Thursday, January 21, 2010

Favorite Robert B. Parker Book

This morning on Twitter, David Thompson of Busted Flush Press and Houston's Murder By the Book asked, "What's your favorite Parker book?"

Mine is Promised Land (1976), the fourth book in the series, Hawk's debut. The case involves real estate developer Harv Shepard and his runaway wife. Unknown to Spenser at first, Shepard is also involved with crime boss King Powers, who sends Hawk as his enforcer.

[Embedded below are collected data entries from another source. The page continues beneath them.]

//! 共享领域模型
//!
//! 前端与 REST 服务共用的类型定义：
//! - 角色与订阅套餐枚举（封闭集合，穷尽匹配）
//! - 实体类型 `User` / `Client` / `Report`
//! - 客户端容量规则与订阅定价目录
//!
//! 线格式（snake_case 行类型）见 `protocol`，时间展示见 `date`。

pub mod date;
pub mod protocol;

use serde::{Deserialize, Serialize};

// =========================================================
// 角色与订阅 (Roles & Plans)
// =========================================================

/// 用户角色
///
/// 服务端以 snake_case 字符串传输（"admin" / "core_user" / "client"）。
#[derive(Debug, Clone, Copy, PartialEq, Eq, Hash, Serialize, Deserialize)]
#[serde(rename_all = "snake_case")]
pub enum UserRole {
    Admin,
    CoreUser,
    Client,
}

impl UserRole {
    /// 展示用名称
    pub fn label(&self) -> &'static str {
        match self {
            UserRole::Admin => "Admin",
            UserRole::CoreUser => "Core User",
            UserRole::Client => "Client",
        }
    }
}

/// 订阅套餐
#[derive(Debug, Clone, Copy, PartialEq, Eq, Hash, Serialize, Deserialize)]
#[serde(rename_all = "snake_case")]
pub enum SubscriptionPlan {
    Free,
    Professional,
    Enterprise,
}

impl Default for SubscriptionPlan {
    fn default() -> Self {
        SubscriptionPlan::Free
    }
}

impl SubscriptionPlan {
    /// 套餐允许的客户端账号上限
    pub fn client_limit(&self) -> usize {
        match self {
            SubscriptionPlan::Free => 3,
            SubscriptionPlan::Professional => 10,
            SubscriptionPlan::Enterprise => 30,
        }
    }

    pub fn label(&self) -> &'static str {
        match self {
            SubscriptionPlan::Free => "Free",
            SubscriptionPlan::Professional => "Professional",
            SubscriptionPlan::Enterprise => "Enterprise",
        }
    }
}

/// 报表类型
///
/// 服务端以首字母大写形式存储（"Dashboard" / "Report"）。
#[derive(Debug, Clone, Copy, PartialEq, Eq, Serialize, Deserialize)]
pub enum ReportType {
    Dashboard,
    Report,
}

impl Default for ReportType {
    fn default() -> Self {
        ReportType::Report
    }
}

impl ReportType {
    pub fn label(&self) -> &'static str {
        match self {
            ReportType::Dashboard => "Dashboard",
            ReportType::Report => "Report",
        }
    }
}

// =========================================================
// 实体 (Entities)
// =========================================================

/// 平台用户
///
/// 时间字段保持服务端原始字符串，展示时经 `date` 模块宽容解析。
#[derive(Debug, Clone, PartialEq, Serialize, Deserialize)]
pub struct User {
    pub id: String,
    pub email: String,
    pub first_name: String,
    pub last_name: String,
    pub role: UserRole,
    pub phone_number: Option<String>,
    pub company_name: Option<String>,
    pub business_type: Option<String>,
    pub subscription: Option<SubscriptionPlan>,
    pub subscription_expiry: Option<String>,
    pub created_at: String,
    pub status: Option<String>,
}

impl User {
    /// 姓名展示，缺失时退回邮箱
    pub fn full_name(&self) -> String {
        let name = format!("{} {}", self.first_name, self.last_name);
        let name = name.trim();
        if name.is_empty() {
            self.email.clone()
        } else {
            name.to_string()
        }
    }

    /// 生效的订阅套餐（未设置视为 Free）
    pub fn plan(&self) -> SubscriptionPlan {
        self.subscription.unwrap_or_default()
    }
}

/// 客户端账号（由核心用户或管理员创建）
#[derive(Debug, Clone, PartialEq, Serialize, Deserialize)]
pub struct Client {
    pub id: String,
    pub company_name: String,
    pub username: String,
    pub created_by: String,
    pub created_at: String,
    pub client_profile_id: Option<String>,
}

/// Power BI 报表
#[derive(Debug, Clone, PartialEq, Serialize, Deserialize)]
pub struct Report {
    pub id: String,
    pub name: String,
    pub client_id: String,
    pub power_bi_embed_url: String,
    pub kind: ReportType,
    pub created_by: String,
    pub created_at: String,
    pub updated_at: Option<String>,
}

// =========================================================
// 客户端注册表单 (Client Registration)
// =========================================================

/// 新建客户端账号的本地表单模型
///
/// `confirm_password` 只用于提交前校验，不出现在线格式中。
#[derive(Debug, Clone, PartialEq, Default)]
pub struct ClientRegistration {
    pub company_name: String,
    pub username: String,
    pub password: String,
    pub confirm_password: String,
}

impl ClientRegistration {
    /// 提交前校验，返回第一条用户可读的错误
    pub fn validate(&self) -> Result<(), String> {
        if self.company_name.trim().is_empty() {
            return Err("Company name is required".to_string());
        }
        if self.username.trim().is_empty() {
            return Err("Username is required".to_string());
        }
        if self.password.len() < 8 {
            return Err("Password must be at least 8 characters".to_string());
        }
        if self.password != self.confirm_password {
            return Err("Passwords do not match".to_string());
        }
        Ok(())
    }

    /// 转换为创建请求的线格式（确认密码不发送）
    pub fn to_wire(&self) -> protocol::ClientCreate {
        protocol::ClientCreate {
            company_name: self.company_name.clone(),
            username: self.username.clone(),
            password: self.password.clone(),
        }
    }
}

// =========================================================
// 容量规则 (Capacity Rules)
// =========================================================

/// 角色与订阅对应的客户端容量，`None` 表示不限
pub fn client_capacity(role: UserRole, plan: Option<SubscriptionPlan>) -> Option<usize> {
    match role {
        UserRole::Admin => None,
        UserRole::CoreUser => Some(plan.unwrap_or_default().client_limit()),
        UserRole::Client => Some(0),
    }
}

/// 当前数量下是否还允许新建客户端账号
pub fn can_add_client(role: UserRole, plan: Option<SubscriptionPlan>, current_count: usize) -> bool {
    match client_capacity(role, plan) {
        None => true,
        Some(limit) => current_count < limit,
    }
}

// =========================================================
// 订阅定价目录 (Pricing Catalog)
// =========================================================

/// 落地页与升级界面共用的套餐展示信息
#[derive(Debug, Clone, Copy, PartialEq)]
pub struct PricingTier {
    pub plan: SubscriptionPlan,
    pub price: &'static str,
    pub period: &'static str,
    pub tagline: &'static str,
    pub features: &'static [&'static str],
    pub highlighted: bool,
}

impl PricingTier {
    pub fn all() -> [PricingTier; 3] {
        [
            PricingTier {
                plan: SubscriptionPlan::Free,
                price: "$0",
                period: "/month",
                tagline: "Get started with Power BI sharing",
                features: &[
                    "Up to 3 client accounts",
                    "Embedded Power BI reports",
                    "Email support",
                ],
                highlighted: false,
            },
            PricingTier {
                plan: SubscriptionPlan::Professional,
                price: "$29",
                period: "/month",
                tagline: "For growing consultancies",
                features: &[
                    "Up to 10 client accounts",
                    "Embedded Power BI reports",
                    "Dashboard and report types",
                    "Priority support",
                ],
                highlighted: true,
            },
            PricingTier {
                plan: SubscriptionPlan::Enterprise,
                price: "$99",
                period: "/month",
                tagline: "For large organizations",
                features: &[
                    "Up to 30 client accounts",
                    "Embedded Power BI reports",
                    "Dashboard and report types",
                    "Dedicated support",
                ],
                highlighted: false,
            },
        ]
    }
}

#[cfg(test)]
mod tests {
    use super::*;

    fn sample_user(role: UserRole, plan: Option<SubscriptionPlan>) -> User {
        User {
            id: "u1".to_string(),
            email: "ada@example.com".to_string(),
            first_name: "Ada".to_string(),
            last_name: "Lovelace".to_string(),
            role,
            phone_number: None,
            company_name: None,
            business_type: None,
            subscription: plan,
            subscription_expiry: None,
            created_at: "2024-01-01T00:00:00Z".to_string(),
            status: None,
        }
    }

    #[test]
    fn free_plan_caps_at_three_clients() {
        let role = UserRole::CoreUser;
        assert!(can_add_client(role, Some(SubscriptionPlan::Free), 2));
        assert!(!can_add_client(role, Some(SubscriptionPlan::Free), 3));
        assert!(!can_add_client(role, Some(SubscriptionPlan::Free), 4));
    }

    #[test]
    fn missing_plan_counts_as_free() {
        assert_eq!(client_capacity(UserRole::CoreUser, None), Some(3));
        assert!(!can_add_client(UserRole::CoreUser, None, 3));
    }

    #[test]
    fn professional_plan_caps_at_ten() {
        let plan = Some(SubscriptionPlan::Professional);
        assert!(can_add_client(UserRole::CoreUser, plan, 9));
        assert!(!can_add_client(UserRole::CoreUser, plan, 10));
    }

    #[test]
    fn enterprise_plan_caps_at_thirty() {
        let plan = Some(SubscriptionPlan::Enterprise);
        assert!(can_add_client(UserRole::CoreUser, plan, 29));
        assert!(!can_add_client(UserRole::CoreUser, plan, 30));
    }

    #[test]
    fn admin_capacity_is_unlimited() {
        assert_eq!(client_capacity(UserRole::Admin, None), None);
        assert!(can_add_client(UserRole::Admin, None, 10_000));
    }

    #[test]
    fn client_role_cannot_create_clients() {
        assert!(!can_add_client(
            UserRole::Client,
            Some(SubscriptionPlan::Enterprise),
            0
        ));
    }

    #[test]
    fn registration_rejects_mismatched_passwords() {
        let form = ClientRegistration {
            company_name: "Acme".to_string(),
            username: "acme".to_string(),
            password: "secret-pass".to_string(),
            confirm_password: "secret-typo".to_string(),
        };
        assert_eq!(form.validate(), Err("Passwords do not match".to_string()));
    }

    #[test]
    fn registration_rejects_short_password() {
        let form = ClientRegistration {
            company_name: "Acme".to_string(),
            username: "acme".to_string(),
            password: "short".to_string(),
            confirm_password: "short".to_string(),
        };
        assert!(form.validate().is_err());
    }

    #[test]
    fn registration_accepts_valid_form() {
        let form = ClientRegistration {
            company_name: "Acme".to_string(),
            username: "acme".to_string(),
            password: "secret-pass".to_string(),
            confirm_password: "secret-pass".to_string(),
        };
        assert_eq!(form.validate(), Ok(()));
    }

    #[test]
    fn wire_form_drops_confirm_password() {
        let form = ClientRegistration {
            company_name: "Acme".to_string(),
            username: "acme".to_string(),
            password: "secret-pass".to_string(),
            confirm_password: "secret-pass".to_string(),
        };
        let wire = form.to_wire();
        let json = serde_json::to_string(&wire).unwrap();
        assert!(json.contains("\"company_name\":\"Acme\""));
        assert!(!json.contains("confirm"));
    }

    #[test]
    fn full_name_falls_back_to_email() {
        let mut user = sample_user(UserRole::Client, None);
        assert_eq!(user.full_name(), "Ada Lovelace");
        user.first_name.clear();
        user.last_name.clear();
        assert_eq!(user.full_name(), "ada@example.com");
    }

    #[test]
    fn roles_serialize_as_snake_case() {
        assert_eq!(
            serde_json::to_string(&UserRole::CoreUser).unwrap(),
            "\"core_user\""
        );
        assert_eq!(
            serde_json::from_str::<UserRole>("\"admin\"").unwrap(),
            UserRole::Admin
        );
    }

    #[test]
    fn plans_serialize_as_lowercase() {
        assert_eq!(
            serde_json::to_string(&SubscriptionPlan::Professional).unwrap(),
            "\"professional\""
        );
    }

    #[test]
    fn pricing_catalog_matches_plan_limits() {
        for tier in PricingTier::all() {
            let cap = tier.plan.client_limit();
            assert!(
                tier.features
                    .iter()
                    .any(|f| f.contains(&cap.to_string())),
                "tier {} should mention its client cap",
                tier.plan.label()
            );
        }
    }
}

Meanwhile, Spenser's relationship with Susan Silverman was only two books old, and white-hot. In Promised Land, Susan tells Spenser, "I love you," and Spenser balks. Near the end of the book, he proposes marriage, but Susan balks, and so their complicated yet completely unique commitment began to define itself.

Before Hawk spent several books as Spenser's doughnut-eating best friend, he was the toughest adversary Spenser ever faced, all the more threatening for how well he knew Spenser and how well matched they were in skill and physique. As the legend went in Pastime (1991), Spenser and Hawk used to box on the same card. They even fought each other once, but the result was never revealed to readers. After the bout, racists ganged up on Hawk, and Spenser helped him fight them off.

Because Spenser continues to respect Hawk despite who pays him, instead of killing Spenser for Powers at the end of Promised Land, Hawk turns on Powers. It's the most tension I've felt reading Parker. The book won Parker his only single-work Edgar® Award and inspired the pilot episode of Spenser: For Hire.

Feel free to comment with your favorite Parker book.

2 comments:

Ali Karim said...

I have a soft spot for The Judas Goat, becuase if memory serves correctly, Spenser and Hawk travel to London in that one, but it's been a while

Ali

Gerald So said...

You're right, Ali. Spenser travels to London on the trail of terrorists in The Judas Goat.